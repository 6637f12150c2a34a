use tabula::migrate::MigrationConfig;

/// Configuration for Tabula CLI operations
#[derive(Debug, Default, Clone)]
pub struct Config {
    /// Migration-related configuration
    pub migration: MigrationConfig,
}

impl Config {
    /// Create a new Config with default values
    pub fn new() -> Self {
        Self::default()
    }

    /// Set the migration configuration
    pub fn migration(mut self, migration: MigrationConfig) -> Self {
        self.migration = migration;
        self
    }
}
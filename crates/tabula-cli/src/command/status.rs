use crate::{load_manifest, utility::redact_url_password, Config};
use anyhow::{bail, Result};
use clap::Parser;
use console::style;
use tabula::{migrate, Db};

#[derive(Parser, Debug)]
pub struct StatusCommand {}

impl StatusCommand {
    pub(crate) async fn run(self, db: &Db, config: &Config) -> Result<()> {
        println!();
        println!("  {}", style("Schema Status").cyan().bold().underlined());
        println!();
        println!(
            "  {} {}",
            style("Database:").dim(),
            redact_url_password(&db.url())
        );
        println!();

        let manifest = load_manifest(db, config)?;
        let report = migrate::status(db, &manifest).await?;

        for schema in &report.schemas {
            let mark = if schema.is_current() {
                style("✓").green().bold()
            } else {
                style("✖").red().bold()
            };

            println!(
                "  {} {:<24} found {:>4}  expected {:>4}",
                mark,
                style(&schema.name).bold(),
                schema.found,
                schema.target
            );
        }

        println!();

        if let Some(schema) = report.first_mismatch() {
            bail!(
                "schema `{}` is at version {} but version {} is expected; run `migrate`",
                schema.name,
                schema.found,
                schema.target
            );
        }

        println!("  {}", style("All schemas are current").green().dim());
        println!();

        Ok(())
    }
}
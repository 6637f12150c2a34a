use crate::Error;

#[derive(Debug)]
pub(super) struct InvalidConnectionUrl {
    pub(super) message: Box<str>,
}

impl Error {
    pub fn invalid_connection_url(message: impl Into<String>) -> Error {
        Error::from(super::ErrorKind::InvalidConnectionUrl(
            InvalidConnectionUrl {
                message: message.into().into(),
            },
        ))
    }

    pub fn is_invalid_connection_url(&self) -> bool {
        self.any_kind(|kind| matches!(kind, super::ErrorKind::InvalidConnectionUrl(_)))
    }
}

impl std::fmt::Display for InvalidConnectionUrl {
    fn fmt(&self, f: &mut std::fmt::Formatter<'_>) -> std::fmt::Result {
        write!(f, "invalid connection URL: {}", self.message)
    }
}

* [EXERCISE PROMPT]:
Above are the records; please copy exactly their first line and each line after it through the line containing "pub fn migration(mut", and no line after that.

* [EXPECTED ANSWER]:
repository 6637f12150c2a34a
use tabula::migrate::MigrationConfig;

/// Configuration for Tabula CLI operations
#[derive(Debug, Default, Clone)]
pub struct Config {
    /// Migration-related configuration
    pub migration: MigrationConfig,
}

impl Config {
    /// Create a new Config with default values
    pub fn new() -> Self {
        Self::default()
    }

    /// Set the migration configuration
    pub fn migration(mut self, migration: MigrationConfig) -> Self {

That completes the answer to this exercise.